Member survey 2020

The Property Redress Scheme member survey was designed to find out how the private rented sector is changing for Property Redress Scheme members.

While the private rented sector was one of the few industries to stay open throughout the COVID-19 pandemic, it still felt the effects of short-term legislation changes, such as the eviction ban, and changes to working patterns, including remote working.

It is generally agreed that the post-pandemic world will have a ‘new-normal’ and this survey sought to find out how this will affect the private rented sector and agents.


The Property Redress Scheme member survey was open from 22 March to 5 April 2021 and was sent to 12,321 Property Redress Scheme members. 506 people responded to the survey and a total of 70% (354) of respondents completed all the questions in the survey.


Whilst the survey was only sent to current Property Redress Scheme members, there was always a chance that non-members would find the survey. Of the 506 respondents, 490 (96.84%) said they were Property Redress Scheme members, 11 (2.17%) said they were members of The Property Ombudsman and five (0.99%) said they did not belong to either.
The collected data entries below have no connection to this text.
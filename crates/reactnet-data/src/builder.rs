//! Per-block unit-descriptor construction.
//!
//! Every block moves through `Unvalidated -> Validated -> Resolved -> Built`.
//! Each stage is a distinct type, so a block cannot be resolved before it is
//! validated, and a failure at any stage drops the block without producing a
//! partial descriptor. Built descriptors go into an append-only
//! [`DescriptorSink`].

use crate::descriptor::{
    InletDescriptor, MixerDescriptor, PhaseOutlet, PhaseSplitterDescriptor, SplitOutlet,
    SplitterDescriptor, UnitDescriptor,
};
use crate::grammars::GrammarSet;
use crate::reactor::{resolve_reactor, PHASES};
use crate::resolver::{
    positive_measure, resolve_gas_states, stream, streams, to_stream, GasState,
    FRACTION_TOLERANCE,
};
use reactnet_core::error::ConfigError;
use reactnet_core::grammar::Grammar;
use reactnet_core::units::Quantity;
use reactnet_core::validation::validate;
use reactnet_core::{RawDictionary, Thermodynamics};
use tracing::debug;

/// The kind of unit a block declares.
#[derive(Debug, Clone, Copy, PartialEq, Eq, Hash)]
pub enum BlockKind {
    Inlet,
    Reactor,
    PhaseSplitter,
    Mixer,
    Splitter,
}

impl BlockKind {
    pub fn grammar(self, grammars: &GrammarSet) -> &Grammar {
        match self {
            BlockKind::Inlet => &grammars.inlet,
            BlockKind::Reactor => &grammars.reactor,
            BlockKind::PhaseSplitter => &grammars.phase_splitter,
            BlockKind::Mixer => &grammars.mixer,
            BlockKind::Splitter => &grammars.splitter,
        }
    }

    pub fn label(self) -> &'static str {
        match self {
            BlockKind::Inlet => "inlet",
            BlockKind::Reactor => "reactor",
            BlockKind::PhaseSplitter => "phase splitter",
            BlockKind::Mixer => "mixer",
            BlockKind::Splitter => "splitter",
        }
    }
}

// ===========================================================================
// Stages
// ===========================================================================

/// A block that has not been checked against its grammar.
#[derive(Debug)]
pub struct Unvalidated<'a> {
    kind: BlockKind,
    dict: &'a RawDictionary,
}

/// A block whose keywords satisfy its grammar.
#[derive(Debug)]
pub struct Validated<'a> {
    kind: BlockKind,
    dict: &'a RawDictionary,
}

/// A block whose values are converted and derived.
#[derive(Debug)]
pub struct Resolved {
    descriptor: UnitDescriptor,
}

impl<'a> Unvalidated<'a> {
    pub fn new(kind: BlockKind, dict: &'a RawDictionary) -> Self {
        Self { kind, dict }
    }

    pub fn validate(self, grammars: &GrammarSet) -> Result<Validated<'a>, ConfigError> {
        validate(self.dict, self.kind.grammar(grammars))?;
        debug!(block = self.dict.name(), "validated");
        Ok(Validated {
            kind: self.kind,
            dict: self.dict,
        })
    }
}

impl Validated<'_> {
    pub fn resolve(self, thermo: &impl Thermodynamics) -> Result<Resolved, ConfigError> {
        let dict = self.dict;
        let descriptor = match self.kind {
            BlockKind::Inlet => UnitDescriptor::Inlet(resolve_inlet(dict, thermo)?),
            BlockKind::Reactor => UnitDescriptor::Reactor(resolve_reactor(dict)?),
            BlockKind::PhaseSplitter => {
                UnitDescriptor::PhaseSplitter(resolve_phase_splitter(dict)?)
            }
            BlockKind::Mixer => UnitDescriptor::Mixer(resolve_mixer(dict)?),
            BlockKind::Splitter => UnitDescriptor::Splitter(resolve_splitter(dict)?),
        };
        debug!(block = dict.name(), unit = descriptor.name(), "resolved");
        Ok(Resolved { descriptor })
    }
}

impl Resolved {
    pub fn descriptor(&self) -> &UnitDescriptor {
        &self.descriptor
    }

    /// Hand the descriptor over to the sink. Returns its position.
    pub fn append_to(self, sink: &mut DescriptorSink) -> usize {
        sink.push(self.descriptor)
    }
}

/// Append-only collection of built descriptors, consumed by network assembly.
#[derive(Debug, Default)]
pub struct DescriptorSink {
    descriptors: Vec<UnitDescriptor>,
}

impl DescriptorSink {
    pub fn new() -> Self {
        Self::default()
    }

    fn push(&mut self, descriptor: UnitDescriptor) -> usize {
        self.descriptors.push(descriptor);
        self.descriptors.len() - 1
    }

    pub fn len(&self) -> usize {
        self.descriptors.len()
    }

    pub fn is_empty(&self) -> bool {
        self.descriptors.is_empty()
    }

    pub fn into_descriptors(self) -> Vec<UnitDescriptor> {
        self.descriptors
    }
}

/// Run one block through every stage and append the result to `sink`.
pub fn build_block(
    kind: BlockKind,
    dict: &RawDictionary,
    grammars: &GrammarSet,
    thermo: &impl Thermodynamics,
    sink: &mut DescriptorSink,
) -> Result<usize, ConfigError> {
    let resolved = Unvalidated::new(kind, dict)
        .validate(grammars)?
        .resolve(thermo)?;
    Ok(resolved.append_to(sink))
}

/// Validate and resolve a standalone gas-status dictionary.
pub fn gas_status(
    dict: &RawDictionary,
    grammars: &GrammarSet,
    thermo: &impl Thermodynamics,
) -> Result<Vec<GasState>, ConfigError> {
    validate(dict, &grammars.gas_status)?;
    resolve_gas_states(dict, thermo)
}

// ===========================================================================
// Resolution per block kind
// ===========================================================================

fn resolve_inlet(
    dict: &RawDictionary,
    thermo: &impl Thermodynamics,
) -> Result<InletDescriptor, ConfigError> {
    Ok(InletDescriptor {
        name: dict.name().to_string(),
        stream: stream(dict, "@Stream")?,
        mass_flow_rate: positive_measure(dict, "@MassFlowRate", Quantity::MassFlowRate)?,
        states: resolve_gas_states(dict, thermo)?,
    })
}

fn resolve_phase_splitter(dict: &RawDictionary) -> Result<PhaseSplitterDescriptor, ConfigError> {
    let name = dict.read_string("@PhaseSplitter")?.to_string();
    let phases = dict.read_strings("OutletPhase")?;
    let outlet_streams = dict.read_ints("OutletStream")?;
    if phases.len() != outlet_streams.len() {
        return Err(ConfigError::OutletMismatch {
            unit: name,
            phases: phases.len(),
            streams: outlet_streams.len(),
        });
    }

    let outlets = phases
        .iter()
        .zip(outlet_streams)
        .map(|(label, id)| {
            let phase = PHASES
                .iter()
                .find(|(name, _)| name.eq_ignore_ascii_case(label))
                .map(|(_, phase)| *phase)
                .ok_or_else(|| {
                    ConfigError::invalid("OutletPhase", label, "expected Gas or Liquid", dict.name())
                })?;
            Ok(PhaseOutlet {
                phase,
                stream: to_stream(id, "OutletStream", dict.name())?,
            })
        })
        .collect::<Result<Vec<_>, ConfigError>>()?;

    Ok(PhaseSplitterDescriptor {
        name,
        inlet: stream(dict, "InletStream")?,
        outlets,
    })
}

fn resolve_mixer(dict: &RawDictionary) -> Result<MixerDescriptor, ConfigError> {
    Ok(MixerDescriptor {
        name: dict.read_string("@Mixer")?.to_string(),
        inlets: streams(dict, "InletStreams")?,
        outlet: stream(dict, "OutletStream")?,
    })
}

fn resolve_splitter(dict: &RawDictionary) -> Result<SplitterDescriptor, ConfigError> {
    let block = dict.name();
    let outlet_streams = streams(dict, "OutletStreams")?;
    let fractions = dict.read_doubles("SplitFractions")?;
    if fractions.len() != outlet_streams.len() {
        return Err(ConfigError::invalid(
            "SplitFractions",
            fractions.len(),
            &format!("expected {} fractions, one per outlet", outlet_streams.len()),
            block,
        ));
    }
    if let Some(negative) = fractions.iter().find(|f| **f < 0.0) {
        return Err(ConfigError::invalid(
            "SplitFractions",
            negative,
            "fractions must be non-negative",
            block,
        ));
    }
    let sum: f64 = fractions.iter().sum();
    if (sum - 1.0).abs() > FRACTION_TOLERANCE {
        return Err(ConfigError::CompositionNotNormalized {
            sum,
            block: block.to_string(),
        });
    }

    Ok(SplitterDescriptor {
        name: dict.read_string("@Splitter")?.to_string(),
        inlet: stream(dict, "InletStream")?,
        outlets: outlet_streams
            .into_iter()
            .zip(fractions)
            .map(|(stream, fraction)| SplitOutlet { stream, fraction })
            .collect(),
    })
}
//! reactnet core -- declarative validation for reactor-network configuration.
//!
//! This crate holds the pieces every configuration block goes through before
//! it becomes a typed unit descriptor:
//!
//! 1. **Grammar** -- the keywords a block type recognizes, their value shapes
//!    and their relationships (required, conflicts, needs-one-of, implies,
//!    cardinality groups). Built once through [`grammar::GrammarBuilder`] and
//!    frozen into an immutable [`grammar::Grammar`].
//! 2. **Dictionary** -- the tokenized key/value block ([`dictionary::RawDictionary`])
//!    with shape-checked typed reads.
//! 3. **Validation** -- presence-only checks of a dictionary against a grammar
//!    ([`validation::validate`]).
//! 4. **Units** -- conversion of `(value, unit)` measures into canonical SI
//!    units ([`units::Quantity`]).
//! 5. **Thermodynamics** -- the species model interface used when resolving
//!    compositions ([`thermo::Thermodynamics`]).
//!
//! # Key Types
//!
//! - [`error::ConfigError`] -- Every way a block can be rejected, carrying the
//!   block and keyword context.
//! - [`id::StreamId`] -- Identifier of a stream between units.

pub mod dictionary;
pub mod error;
pub mod grammar;
pub mod id;
pub mod thermo;
pub mod units;
pub mod validation;

#[cfg(any(test, feature = "test-utils"))]
pub mod test_utils;

pub use dictionary::{DictionaryError, DictionarySet, RawDictionary};
pub use error::ConfigError;
pub use grammar::{Grammar, GrammarBuilder, GrammarError, KeywordGroup, KeywordRule, ValueShape};
pub use thermo::{SpeciesError, SpeciesTable, Thermodynamics};
pub use units::Quantity;
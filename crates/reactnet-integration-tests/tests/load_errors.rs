//! Aggregated error reporting for broken network files.
//!
//! A network with several independent mistakes must report all of them in
//! one pass and must not return any descriptor.

use reactnet_core::error::ConfigError;
use reactnet_core::test_utils::methane_air;
use reactnet_core::units::Quantity;
use reactnet_data::loader::parse_dictionaries;
use reactnet_data::{load_network, Format};

const BROKEN_TOML: &str = r#"
[Network]
"@KineticsFolder" = "kinetics"
"@Inlets" = ["feed", "second-feed"]
"@Reactors" = ["R1", "R2", "R3", "R4"]
"@PhaseSplitters" = ["PS1"]

# three state variables
[feed]
"@Stream" = 1
"@MassFlowRate" = "1 kg/s"
"@Temperature" = "300 K"
"@Pressure" = "1 atm"
"@Density" = "1.2 kg/m3"
"@MoleFractions" = "CH4 0.1 O2 0.2 N2 0.7"

# fractions sum to 1.1
[second-feed]
"@Stream" = 2
"@MassFlowRate" = "1 kg/s"
"@Temperature" = "300 K"
"@Pressure" = "1 atm"
"@MoleFractions" = "CH4 0.5 O2 0.6"

# unknown pressure unit
[R1]
"@Reactor" = "R1"
"Type" = "PSR"
"Phase" = "Gas"
"Energy" = "Adiabatic"
"Pressure" = "14.7 psi"
"Volume" = "1 l"
"Inlet" = 1
"Outlet" = 3

# residence time and volume together
[R2]
"@Reactor" = "R2"
"Type" = "PSR"
"Phase" = "Gas"
"Energy" = "Adiabatic"
"Pressure" = "1 atm"
"ResidenceTime" = "1 s"
"Volume" = "1 l"
"Inlet" = 2
"Outlet" = 4

# heat exchanger without UA
[R3]
"@Reactor" = "R3"
"Type" = "PFR"
"Phase" = "Gas"
"Energy" = "HeatExchanger"
"Pressure" = "1 atm"
"ResidenceTime" = "10 s"
"Inlet" = 3
"Outlet" = 5

# two phases, three streams
[PS1]
"@PhaseSplitter" = "PS1"
"InletStream" = 5
"OutletPhase" = ["gas", "liquid"]
"OutletStream" = [6, 7, 8]
"#;

#[test]
fn every_broken_block_is_reported() {
    let set = parse_dictionaries(BROKEN_TOML, Format::Toml).unwrap();
    let err = load_network(&set, &methane_air()).unwrap_err();
    let errors = &err.errors;
    assert_eq!(errors.len(), 7, "{err}");

    assert!(matches!(
        &errors[0],
        ConfigError::OverSpecified { group, found: 3, block, .. } if group == "state" && block == "feed"
    ));
    assert!(matches!(
        &errors[1],
        ConfigError::CompositionNotNormalized { block, .. } if block == "second-feed"
    ));
    assert!(matches!(
        &errors[2],
        ConfigError::UnknownUnit { quantity: Quantity::Pressure, unit, .. } if unit == "psi"
    ));
    assert!(matches!(
        &errors[3],
        ConfigError::InvalidGeometryCombination { reactor, .. } if reactor == "R2"
    ));
    assert!(matches!(
        &errors[4],
        ConfigError::MissingModeRequiredField { reactor, field, .. } if reactor == "R3" && field == "UA"
    ));
    assert!(matches!(
        &errors[5],
        ConfigError::UndefinedDictionary { name, referenced_by } if name == "R4" && referenced_by == "@Reactors"
    ));
    assert!(matches!(
        &errors[6],
        ConfigError::OutletMismatch { phases: 2, streams: 3, .. }
    ));
}

#[test]
fn error_report_names_each_block() {
    let set = parse_dictionaries(BROKEN_TOML, Format::Toml).unwrap();
    let report = load_network(&set, &methane_air()).unwrap_err().to_string();
    for name in ["feed", "second-feed", "psi", "R2", "R4", "PS1"] {
        assert!(report.contains(name), "report does not mention {name}:\n{report}");
    }
}

#[test]
fn fixing_the_blocks_loads_the_network() {
    let fixed = BROKEN_TOML
        .replace("\"@Density\" = \"1.2 kg/m3\"\n", "")
        .replace("CH4 0.5 O2 0.6", "CH4 0.4 O2 0.6")
        .replace("14.7 psi", "1 atm")
        .replace("\"ResidenceTime\" = \"1 s\"\n", "")
        .replace("\"Energy\" = \"HeatExchanger\"", "\"Energy\" = \"HeatExchanger\"\n\"UA\" = \"5 W/K\"")
        .replace("\"R3\", \"R4\"", "\"R3\"")
        .replace("[6, 7, 8]", "[6, 7]");
    let set = parse_dictionaries(&fixed, Format::Toml).unwrap();
    let network = load_network(&set, &methane_air()).unwrap();
    assert_eq!(network.units.len(), 6);
}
The respondents mainly consisted of Owner/Directors, 324 (67.59%), but respondents came from a variety of job roles including: Head of Marketing, Credit Controller, Office Manager, PA to Director, Landlord, Compliance Officer.


Business models

Most respondents, 284 (61.74%), said ‘single branch’ most accurately describes their agency. 156 (33.91%) said they were ‘online only’ and only 20 (4.35%) said they were ‘multi branch’. Respondents who said they were ‘multi branch’ ranged in size with the largest saying they had 18 branches, but most had under five.

Most respondents, 318 (69.18%), said they do not have a High Street branch/office, while 142 (30.87%) said they do.

The results from the survey suggest that most respondents are taking an ‘all or nothing’ approach to working from home with most saying that all employees are working from home, 264 (57.39%), and 106 (23.04%) saying all employees are working from the office. Only 90 (19.57%) said employees are doing a mixture of both. Most respondents, 355 (77.17%), said they do not see this changing in the next year.

Nearly two thirds of respondents, 297 (64.57%) felt there was still a future for the traditional High Street branch. The general feeling among respondents was that clients prefer face to face contact.



Only 20 (4.61%) respondents said they conduct only virtual viewings. Most respondents, 266 (61.29%) said they do a mixture of both and 148 (34.10%) said they only do physical viewings.

Over the last 12 months, more than half (55.07%) of respondents said they have rented a property using only virtual viewings. Most of these respondents (78.66%) said they have let 0-10 properties, but a minority (6.69%) said they had let 50+ properties using only virtual viewings.


Most respondents (40.78%) were still using only physical signatures with respondents using only electronic signature technology in the minority (27.88%). 31.34% of respondents said they were using both.

Almost three quarters of respondents (74.65%) said they would not be adopting any new technology in the next 12 months. Of those who said they would be adopting new technology (25.35%) the majority said they would start using electronic signatures, virtual viewings, CRMs and property management software.

State of the industry

Only 8.40% of respondents said they anticipate redundancies when the Government support schemes stop. Most respondents (89.08%) also said they do not anticipate their agency will re-skill or re-deploy employees.

When responding to what the three biggest challenges over the last 12 months have been, the most common responses included: winning instructions, government legislation, retaining landlords, rent arrears, landlords selling, cash flow, compliance, the market, evictions, staff, finding new business.

What will be your biggest challenges over the next 12 months?

What will be your three biggest challenges


The most common responses from respondents when asked what their three biggest learnings were, included: working remotely, technology, adapting, online, digital, virtual viewings, flexible, social media.

What have been your biggest learnings over the last 12 months?


Respondents could not seem to agree about how the market would be affected short term with some saying it will stagnate, while others say there will be increased demand and others less demand. Some say prices will increase, while others say they will drop or stay the same. Some say there will be fewer people moving, others say there will be more people moving.

However, there was much more agreement when it came to the medium term affects with most respondents saying there would be a lack of stock, landlords would be looking to sell, and rents will reduce. They appear to agree this will be because of the eviction ban.

Respondents felt the long-term effect on the market would be that prices will go up and demand will increase.

Over half (58.26%) of respondents said their agency has stayed the same over the last 12 months, 23.25% said it has grown and 18.49% said it had declined. However, most respondents felt positive about the next 12 months with 51.82% saying their agency would grow and only 10.92% saying their business would decline.